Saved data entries
= = = = =

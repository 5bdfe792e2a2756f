//! Point storage
//!
//! [`PointRepository`] is the contract the service layer needs from a point
//! store; [`PointStore`] is the in-memory implementation.

mod points;

pub use points::PointStore;

use crate::model::{Point, PointId};

/// Storage operations over unique integer points
///
/// Implementations must keep coordinates unique, hand out increasing ids that
/// are never reused, and return snapshots ordered by ascending id.
pub trait PointRepository {
    /// All points, ascending by id
    fn all(&self) -> Vec<Point>;

    fn get(&self, id: PointId) -> Option<Point>;

    fn find_by_coordinates(&self, x: i32, y: i32) -> Option<Point>;

    /// Insert `(x, y)`, or return the point already stored there
    fn add(&self, x: i32, y: i32) -> Point;

    /// Remove a point, returning whether it existed
    fn remove(&self, id: PointId) -> bool;

    /// Remove all points without rewinding id assignment
    fn clear(&self);
}
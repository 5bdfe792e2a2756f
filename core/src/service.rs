//! Square service
//!
//! Wires a point repository to a square finder. This is the surface the
//! front ends drive: bulk import, single point edits, and square queries over
//! a fresh snapshot each time.

use crate::finder::{FinderConfig, SquareFinder, SquareSearch};
use crate::model::{Coord, Point, PointId, Square};
use crate::store::{PointRepository, PointStore};

/// Points plus square detection over them
#[derive(Debug, Clone)]
pub struct SquareService<R: PointRepository = PointStore> {
    repo: R,
    finder: SquareFinder,
}

impl Default for SquareService<PointStore> {
    fn default() -> Self {
        Self::new(PointStore::new(), FinderConfig::default())
    }
}

impl<R: PointRepository> SquareService<R> {
    /// Create a service over an existing repository
    pub fn new(repo: R, config: FinderConfig) -> Self {
        Self {
            repo,
            finder: SquareFinder::new(config),
        }
    }

    pub fn repository(&self) -> &R {
        &self.repo
    }

    /// Replace every stored point with `coords`
    ///
    /// Clears the repository, then adds each coordinate in the given order.
    /// Duplicates in the input collapse onto the first occurrence.
    pub fn import_points<I, C>(&self, coords: I)
    where
        I: IntoIterator<Item = C>,
        C: Into<Coord>,
    {
        self.repo.clear();

        let mut given = 0usize;
        for coord in coords {
            let coord = coord.into();
            self.repo.add(coord.x, coord.y);
            given += 1;
        }

        tracing::debug!(given, stored = self.repo.all().len(), "points imported");
    }

    pub fn add_point(&self, x: i32, y: i32) -> Point {
        self.repo.add(x, y)
    }

    pub fn delete_point(&self, id: PointId) -> bool {
        self.repo.remove(id)
    }

    /// All points, ascending by id
    pub fn points(&self) -> Vec<Point> {
        self.repo.all()
    }

    /// Squares in the current snapshot
    pub fn squares(&self) -> Vec<Square> {
        self.finder.find_squares(&self.repo.all())
    }

    pub fn count_squares(&self) -> usize {
        self.finder.count_squares(&self.repo.all())
    }

    /// Squares plus search counters for the current snapshot
    pub fn search(&self) -> SquareSearch {
        self.finder.search(&self.repo.all())
    }
}
//! Diagonal-pairing square search
//!
//! Every unordered point pair is treated as a potential diagonal and grouped
//! by its [`DiagonalKey`]. Two disjoint pairs in the same group are the
//! diagonals of a quadrilateral with a common midpoint and equal diagonals;
//! those candidates go through [`confirm_square`] and are de-duplicated by
//! their [`SquareKey`].
//!
//! Cost is O(n²) to enumerate and group pairs, plus one O(1) confirmation per
//! pair combination inside a group. A group of m pairs costs O(m²), so inputs
//! with many points symmetric about one center degrade to O(n⁴).

use super::config::FinderConfig;
use crate::geometry::{confirm_square, DiagonalKey};
use crate::model::{Point, Square, SquareKey};
use rustc_hash::{FxHashMap, FxHashSet};

/// Counters collected during one search
#[derive(Debug, Clone, Copy, Default, PartialEq, Eq)]
pub struct SearchStats {
    /// Points in the input snapshot
    pub points: usize,

    /// Unordered point pairs keyed
    pub pairs_examined: usize,

    /// Diagonal keys shared by at least two pairs
    pub diagonal_groups: usize,

    /// Pair combinations sent to confirmation
    pub candidates: usize,

    /// Pair combinations skipped because they share a corner
    pub shared_corner: usize,

    /// Candidates that failed confirmation
    pub rejected: usize,

    /// Confirmed squares already found under another key or ordering
    pub duplicates: usize,

    /// Diagonal groups above `FinderConfig::large_group_warning`
    pub large_groups: usize,
}

/// Outcome of a square search
#[derive(Debug, Clone)]
pub struct SquareSearch {
    /// Distinct squares, sorted by their member ids
    pub squares: Vec<Square>,

    pub stats: SearchStats,
}

/// Square finder
///
/// Stateless apart from its configuration; each call works on the snapshot it
/// is given and never mutates it.
#[derive(Debug, Clone, Default)]
pub struct SquareFinder {
    config: FinderConfig,
}

impl SquareFinder {
    /// Create a new finder
    pub fn new(config: FinderConfig) -> Self {
        Self { config }
    }

    pub fn config(&self) -> &FinderConfig {
        &self.config
    }

    /// Run the search and keep its counters
    ///
    /// Input points must be distinct by coordinate; the point store
    /// guarantees this and the finder does not re-check it.
    pub fn search(&self, points: &[Point]) -> SquareSearch {
        let mut stats = SearchStats {
            points: points.len(),
            ..SearchStats::default()
        };

        if points.len() < 4 {
            return SquareSearch {
                squares: Vec::new(),
                stats,
            };
        }

        let groups = group_diagonals(points, &mut stats);

        let mut seen: FxHashSet<SquareKey> = FxHashSet::default();
        let mut squares = Vec::new();

        for (key, pairs) in groups.iter().filter(|(_, pairs)| pairs.len() >= 2) {
            stats.diagonal_groups += 1;

            if pairs.len() > self.config.large_group_warning {
                stats.large_groups += 1;
                tracing::warn!(
                    pairs = pairs.len(),
                    sum_x = key.sum_x,
                    sum_y = key.sum_y,
                    "large diagonal group, candidate checks grow with its square"
                );
            }

            for (i, &(a, b)) in pairs.iter().enumerate() {
                for &(c, d) in &pairs[i + 1..] {
                    let corners = [points[a], points[b], points[c], points[d]];

                    if !distinct_ids(&corners) {
                        stats.shared_corner += 1;
                        continue;
                    }

                    stats.candidates += 1;
                    if let Err(reason) = confirm_square(&corners, self.config.tolerance) {
                        stats.rejected += 1;
                        tracing::trace!(%reason, "candidate rejected");
                        continue;
                    }

                    if !seen.insert(SquareKey::from_points(&corners)) {
                        stats.duplicates += 1;
                        continue;
                    }

                    squares.push(Square::from_confirmed(corners));
                }
            }
        }

        squares.sort_by_key(|s| s.points().map(|p| p.id));

        tracing::debug!(
            points = stats.points,
            pairs = stats.pairs_examined,
            groups = stats.diagonal_groups,
            candidates = stats.candidates,
            rejected = stats.rejected,
            squares = squares.len(),
            "square search finished"
        );

        SquareSearch { squares, stats }
    }

    /// Find every distinct square formed by `points`
    ///
    /// Each square lists its corners by ascending id; the squares themselves
    /// are ordered by their member ids.
    pub fn find_squares(&self, points: &[Point]) -> Vec<Square> {
        self.search(points).squares
    }

    /// Number of squares [`find_squares`](Self::find_squares) reports
    pub fn count_squares(&self, points: &[Point]) -> usize {
        self.find_squares(points).len()
    }
}

/// Group every unordered pair of point indices by diagonal key
fn group_diagonals(
    points: &[Point],
    stats: &mut SearchStats,
) -> FxHashMap<DiagonalKey, Vec<(usize, usize)>> {
    let mut groups: FxHashMap<DiagonalKey, Vec<(usize, usize)>> = FxHashMap::default();

    for i in 0..points.len() {
        for j in (i + 1)..points.len() {
            let key = DiagonalKey::of(&points[i], &points[j]);
            groups.entry(key).or_default().push((i, j));
            stats.pairs_examined += 1;
        }
    }

    groups
}

fn distinct_ids(corners: &[Point; 4]) -> bool {
    (0..4).all(|i| ((i + 1)..4).all(|j| corners[i].id != corners[j].id))
}

/// Find squares with the default configuration
pub fn find_squares(points: &[Point]) -> Vec<Square> {
    SquareFinder::default().find_squares(points)
}

/// Count squares with the default configuration
pub fn count_squares(points: &[Point]) -> usize {
    SquareFinder::default().count_squares(points)
}
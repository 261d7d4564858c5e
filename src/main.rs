use sqlx::sqlite::{SqliteConnectOptions, SqlitePoolOptions};
use std::str::FromStr;
use std::sync::Arc;
use tokio_util::sync::CancellationToken;
use tower_http::{cors::CorsLayer, trace::TraceLayer};
use tracing_subscriber::{layer::SubscriberExt, util::SubscriberInitExt};

mod broadcast;
mod call_log;
mod config;
mod database;
mod routes;
mod weather;

use call_log::CallLog;
use config::Config;
use database::Database;
use routes::{create_router, AppState};
use weather::WeatherService;

#[tokio::main]
async fn main() -> Result<(), Box<dyn std::error::Error>> {
    // Load environment variables from .env file
    dotenv::dotenv().ok();

    tracing_subscriber::registry()
        .with(
            tracing_subscriber::EnvFilter::try_from_default_env()
                .unwrap_or_else(|_| "weather_dashboard_server=debug,tower_http=debug".into()),
        )
        .with(tracing_subscriber::fmt::layer())
        .init();

    let config = Config::from_env()?;

    // Initialize database
    let options = SqliteConnectOptions::from_str(&config.database_url)?.create_if_missing(true);
    let pool = SqlitePoolOptions::new().connect_with(options).await?;
    let database = Arc::new(Database::new(pool));
    database.init_tables().await?;

    if !config.read_only_deployment {
        tokio::fs::create_dir_all(&config.static_dir).await?;
    }

    let weather = Arc::new(WeatherService::new(&config, database.clone())?);
    let shutdown = CancellationToken::new();
    let bind_addr = config.bind_addr.clone();

    let state = AppState {
        config: Arc::new(config),
        database,
        weather,
        call_log: Arc::new(CallLog::new()),
        shutdown: shutdown.clone(),
    };

    let app = create_router(state)
        .layer(TraceLayer::new_for_http())
        .layer(CorsLayer::permissive());

    let listener = tokio::net::TcpListener::bind(&bind_addr).await?;
    tracing::info!("Server starting on http://{}", bind_addr);

    axum::serve(listener, app)
        .with_graceful_shutdown(shutdown_signal(shutdown))
        .await?;

    Ok(())
}

async fn shutdown_signal(shutdown: CancellationToken) {
    if let Err(e) = tokio::signal::ctrl_c().await {
        tracing::error!("Failed to listen for shutdown signal: {}", e);
        std::future::pending::<()>().await;
    }
    tracing::info!("Shutdown requested, closing push sessions");
    shutdown.cancel();
}
pub mod openweather;
pub mod types;

use crate::config::Config;
use crate::database::{Database, NewWeatherLog};
use openweather::{fallback_city, format_reading, OpenWeatherClient, OpenWeatherError};
use std::sync::atomic::{AtomicU64, Ordering};
use std::sync::Arc;
use types::*;

/// Fetches readings, records successful ones in the history store, and
/// degrades every provider failure to a fallback reading.
pub struct WeatherService {
    client: OpenWeatherClient,
    database: Arc<Database>,
    default_city: String,
    default_country: String,
    persist_failures: AtomicU64,
}

impl WeatherService {
    pub fn new(config: &Config, database: Arc<Database>) -> Result<Self, OpenWeatherError> {
        Ok(Self {
            client: OpenWeatherClient::new(config.clone())?,
            database,
            default_city: config.default_city.clone(),
            default_country: config.default_country.clone(),
            persist_failures: AtomicU64::new(0),
        })
    }

    pub async fn current_default(&self) -> WeatherReading {
        self.current_for_city(&self.default_city, &self.default_country)
            .await
    }

    pub async fn current_for_city(&self, city: &str, country: &str) -> WeatherReading {
        self.current(Location::City { name: city, country }).await
    }

    pub async fn current_by_coords(&self, lat: f64, lon: f64) -> WeatherReading {
        self.current(Location::Coords { lat, lon }).await
    }

    /// Number of successful fetches whose history write failed.
    pub fn persist_failures(&self) -> u64 {
        self.persist_failures.load(Ordering::Relaxed)
    }

    async fn current(&self, location: Location<'_>) -> WeatherReading {
        let payload = match self.client.get_current(location).await {
            Ok(payload) => payload,
            Err(OpenWeatherError::Status {
                status,
                payload: Some(payload),
            }) => {
                tracing::warn!("Weather fetch for {:?} rejected with HTTP {}", location, status);
                return WeatherReading::fallback(fallback_city(Some(&payload), &self.default_city));
            }
            Err(e) => {
                tracing::warn!("Weather fetch for {:?} failed: {}", location, e);
                return WeatherReading::fallback(fallback_city(None, &self.default_city));
            }
        };
        tracing::debug!("Weather payload for {:?}: {}", location, payload);

        match format_reading(&payload) {
            Ok(reading) => {
                self.persist(&reading).await;
                reading
            }
            Err(e) => {
                tracing::warn!("Could not format weather payload for {:?}: {}", location, e);
                WeatherReading::fallback(fallback_city(Some(&payload), &self.default_city))
            }
        }
    }

    async fn persist(&self, reading: &WeatherReading) {
        let record = NewWeatherLog {
            city: reading.city.clone(),
            temp: reading.temp,
            feels_like: reading.feels_like,
            humidity: reading.humidity,
            description: Some(reading.description.clone()),
            logged_at: None,
        };

        match self.database.append(record).await {
            Ok(row) => tracing::debug!("Weather log #{} saved for {:?}", row.id, row.city),
            Err(e) => {
                let failures = self.persist_failures.fetch_add(1, Ordering::Relaxed) + 1;
                tracing::error!(
                    "Failed to save weather log ({} failures so far): {}",
                    failures,
                    e
                );
            }
        }
    }
}
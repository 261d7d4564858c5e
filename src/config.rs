use serde::{Deserialize, Serialize};
use std::env;
use std::time::Duration;

const DEFAULT_OPENWEATHER_API_KEY: &str = "replace-with-your-openweather-key";

#[derive(Clone, Debug, Serialize, Deserialize)]
pub struct Config {
    pub database_url: String,
    pub openweather_api_key: String,
    pub openweather_base_url: String,
    pub openweather_weather_path: String,
    pub weather_lang: String,
    pub default_city: String,
    pub default_country: String,
    pub update_interval: Duration,
    pub fetch_timeout: Duration,
    pub bind_addr: String,
    pub static_dir: String,
    pub template_path: String,
    /// Set on read-only deployments, where the static directory can't be created or served.
    pub read_only_deployment: bool,
}

impl Config {
    pub fn from_env() -> anyhow::Result<Self> {
        Ok(Config {
            database_url: env::var("DATABASE_URL")
                .unwrap_or_else(|_| "sqlite:./weather_dashboard.db".to_string()),
            openweather_api_key: env::var("OPENWEATHER_API_KEY")
                .unwrap_or_else(|_| DEFAULT_OPENWEATHER_API_KEY.to_string()),
            openweather_base_url: env::var("OPENWEATHER_BASE_URL")
                .unwrap_or_else(|_| "https://api.openweathermap.org".to_string()),
            openweather_weather_path: env::var("OPENWEATHER_WEATHER_PATH")
                .unwrap_or_else(|_| "/data/2.5/weather".to_string()),
            weather_lang: env::var("WEATHER_LANG").unwrap_or_else(|_| "id".to_string()),
            default_city: env::var("DEFAULT_CITY").unwrap_or_else(|_| "Pontianak".to_string()),
            default_country: env::var("DEFAULT_COUNTRY").unwrap_or_else(|_| "ID".to_string()),
            update_interval: Duration::from_secs(secs_from_env("UPDATE_INTERVAL_SECS", 10)?),
            fetch_timeout: Duration::from_secs(secs_from_env("FETCH_TIMEOUT_SECS", 5)?),
            bind_addr: env::var("BIND_ADDR").unwrap_or_else(|_| "0.0.0.0:8000".to_string()),
            static_dir: env::var("STATIC_DIR").unwrap_or_else(|_| "static".to_string()),
            template_path: env::var("TEMPLATE_PATH")
                .unwrap_or_else(|_| "templates/index.html".to_string()),
            read_only_deployment: env::var_os("VERCEL").is_some(),
        })
    }
}

fn secs_from_env(key: &str, default: u64) -> anyhow::Result<u64> {
    match env::var(key) {
        Ok(raw) => raw
            .trim()
            .parse()
            .map_err(|e| anyhow::anyhow!("{} must be a whole number of seconds: {}", key, e)),
        Err(_) => Ok(default),
    }
}

#[cfg(test)]
pub(crate) fn test_config(base_url: &str) -> Config {
    Config {
        database_url: "sqlite::memory:".to_string(),
        openweather_api_key: "test-key".to_string(),
        openweather_base_url: base_url.to_string(),
        openweather_weather_path: "/data/2.5/weather".to_string(),
        weather_lang: "id".to_string(),
        default_city: "Pontianak".to_string(),
        default_country: "ID".to_string(),
        update_interval: Duration::from_millis(20),
        fetch_timeout: Duration::from_millis(300),
        bind_addr: "127.0.0.1:0".to_string(),
        static_dir: "static".to_string(),
        template_path: "templates/index.html".to_string(),
        read_only_deployment: true,
    }
}
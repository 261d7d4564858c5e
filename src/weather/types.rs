use serde::{Deserialize, Serialize};

pub const FALLBACK_DESCRIPTION: &str = "Tidak bisa ambil data";

/// Flattened current-weather snapshot sent to dashboard clients.
#[derive(Debug, Clone, PartialEq, Serialize, Deserialize)]
pub struct WeatherReading {
    pub city: Option<String>,
    pub temp: Option<f64>,
    pub feels_like: Option<f64>,
    pub description: String,
    pub humidity: Option<i64>,
    pub updated_at: String,
}

impl WeatherReading {
    pub fn fallback(city: Option<String>) -> Self {
        Self {
            city,
            temp: None,
            feels_like: None,
            description: FALLBACK_DESCRIPTION.to_string(),
            humidity: None,
            updated_at: clock_now(),
        }
    }

    /// True when no measurement is present at all.
    pub fn is_fallback(&self) -> bool {
        self.temp.is_none() && self.feels_like.is_none() && self.humidity.is_none()
    }
}

pub fn clock_now() -> String {
    chrono::Local::now().format("%H:%M:%S").to_string()
}

/// Where to ask the provider for current conditions.
#[derive(Debug, Clone, Copy, PartialEq)]
pub enum Location<'a> {
    City { name: &'a str, country: &'a str },
    Coords { lat: f64, lon: f64 },
}

#[derive(Debug, Clone, Serialize, Deserialize)]
pub struct CurrentWeatherResponse {
    pub main: CurrentWeatherMain,
    pub weather: Vec<CurrentWeatherCondition>,
    pub name: Option<String>,
}

#[derive(Debug, Clone, Serialize, Deserialize)]
pub struct CurrentWeatherMain {
    pub temp: f64,
    pub feels_like: f64,
    /// Percent; some stations report it with a fractional part.
    pub humidity: f64,
}

#[derive(Debug, Clone, Serialize, Deserialize)]
pub struct CurrentWeatherCondition {
    pub description: String,
}
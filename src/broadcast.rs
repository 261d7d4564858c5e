use crate::weather::{types::WeatherReading, WeatherService};
use async_trait::async_trait;
use axum::extract::ws::{Message, WebSocket};
use std::sync::Arc;
use std::time::Duration;
use thiserror::Error;
use tokio_util::sync::CancellationToken;

#[derive(Error, Debug)]
pub enum BroadcastError {
    #[error("Send failed: {0}")]
    SendFailed(String),
    #[error("JSON encoding failed: {0}")]
    JsonEncoding(#[from] serde_json::Error),
}

/// Why a push session stopped.
#[derive(Debug, Clone, Copy, PartialEq, Eq)]
pub enum SessionEnd {
    Cancelled,
    Disconnected,
    SendFailed,
}

/// Client side of a push session.
#[async_trait]
pub trait ReadingSink: Send {
    async fn push(&mut self, reading: &WeatherReading) -> Result<(), BroadcastError>;

    /// Resolves once the peer has gone away. Must be safe to drop while pending.
    async fn closed(&mut self);

    async fn close(&mut self);
}

pub struct WebSocketSink {
    socket: WebSocket,
}

impl WebSocketSink {
    pub fn new(socket: WebSocket) -> Self {
        Self { socket }
    }
}

#[async_trait]
impl ReadingSink for WebSocketSink {
    async fn push(&mut self, reading: &WeatherReading) -> Result<(), BroadcastError> {
        let text = serde_json::to_string(reading)?;
        self.socket
            .send(Message::Text(text))
            .await
            .map_err(|e| BroadcastError::SendFailed(e.to_string()))
    }

    async fn closed(&mut self) {
        // Client messages carry nothing; they are read only to notice the close.
        loop {
            match self.socket.recv().await {
                None | Some(Err(_)) | Some(Ok(Message::Close(_))) => return,
                Some(Ok(_)) => continue,
            }
        }
    }

    async fn close(&mut self) {
        if let Err(e) = self.socket.send(Message::Close(None)).await {
            tracing::debug!("WebSocket close frame not delivered: {}", e);
        }
    }
}

/// Periodically pushes the default city's reading to one client.
pub struct Broadcaster {
    weather: Arc<WeatherService>,
    interval: Duration,
}

impl Broadcaster {
    pub fn new(weather: Arc<WeatherService>, interval: Duration) -> Self {
        Self { weather, interval }
    }

    /// Fetch, push, wait; repeat until the sink fails, the client leaves, or
    /// `cancel` fires. The sink is closed before returning.
    pub async fn run<S: ReadingSink>(&self, sink: &mut S, cancel: CancellationToken) -> SessionEnd {
        let end = self.push_until_closed(sink, &cancel).await;
        cancel.cancel();
        sink.close().await;
        tracing::info!("WebSocket session ended: {:?}", end);
        end
    }

    async fn push_until_closed<S: ReadingSink>(
        &self,
        sink: &mut S,
        cancel: &CancellationToken,
    ) -> SessionEnd {
        loop {
            let reading = tokio::select! {
                biased;
                _ = cancel.cancelled() => return SessionEnd::Cancelled,
                reading = self.weather.current_default() => reading,
            };

            if let Err(e) = sink.push(&reading).await {
                tracing::warn!("WebSocket push failed: {}", e);
                return SessionEnd::SendFailed;
            }

            tokio::select! {
                biased;
                _ = cancel.cancelled() => return SessionEnd::Cancelled,
                _ = sink.closed() => return SessionEnd::Disconnected,
                _ = tokio::time::sleep(self.interval) => {}
            }
        }
    }
}
use parking_lot::Mutex;
use serde::Serialize;
use std::collections::VecDeque;

pub const CALL_LOG_CAPACITY: usize = 50;

#[derive(Debug, Clone, PartialEq, Serialize)]
pub struct ApiCallLogEntry {
    pub id: u64,
    pub timestamp: String,
    pub endpoint: String,
    pub method: String,
    pub status: String,
}

#[derive(Debug, Clone, Serialize)]
pub struct CallLogSnapshot {
    pub total_calls: u64,
    pub logs: Vec<ApiCallLogEntry>,
}

#[derive(Default)]
struct CallLogState {
    total_calls: u64,
    entries: VecDeque<ApiCallLogEntry>,
}

/// Bounded record of recent API calls. Ids keep counting across evictions.
pub struct CallLog {
    capacity: usize,
    state: Mutex<CallLogState>,
}

impl CallLog {
    pub fn new() -> Self {
        Self::with_capacity(CALL_LOG_CAPACITY)
    }

    pub fn with_capacity(capacity: usize) -> Self {
        Self {
            capacity,
            state: Mutex::new(CallLogState::default()),
        }
    }

    pub fn record(&self, endpoint: &str, method: &str, status: &str) -> ApiCallLogEntry {
        let timestamp = chrono::Local::now().format("%H:%M:%S").to_string();

        let entry = {
            let mut state = self.state.lock();
            state.total_calls += 1;
            let entry = ApiCallLogEntry {
                id: state.total_calls,
                timestamp,
                endpoint: endpoint.to_string(),
                method: method.to_string(),
                status: status.to_string(),
            };
            state.entries.push_back(entry.clone());
            while state.entries.len() > self.capacity {
                state.entries.pop_front();
            }
            entry
        };

        tracing::info!(
            "[{}] API Call #{}: {} {} - {}",
            entry.timestamp,
            entry.id,
            entry.method,
            entry.endpoint,
            entry.status
        );

        entry
    }

    pub fn snapshot(&self) -> CallLogSnapshot {
        let state = self.state.lock();
        CallLogSnapshot {
            total_calls: state.total_calls,
            logs: state.entries.iter().cloned().collect(),
        }
    }
}

impl Default for CallLog {
    fn default() -> Self {
        Self::new()
    }
}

= = = = =

= THE TASK =
Across the data, find each line that has "Relaxed" in it and copy that line.

= ANSWER SPACE =
        self.persist_failures.load(Ordering::Relaxed)
                let failures = self.persist_failures.fetch_add(1, Ordering::Relaxed) + 1;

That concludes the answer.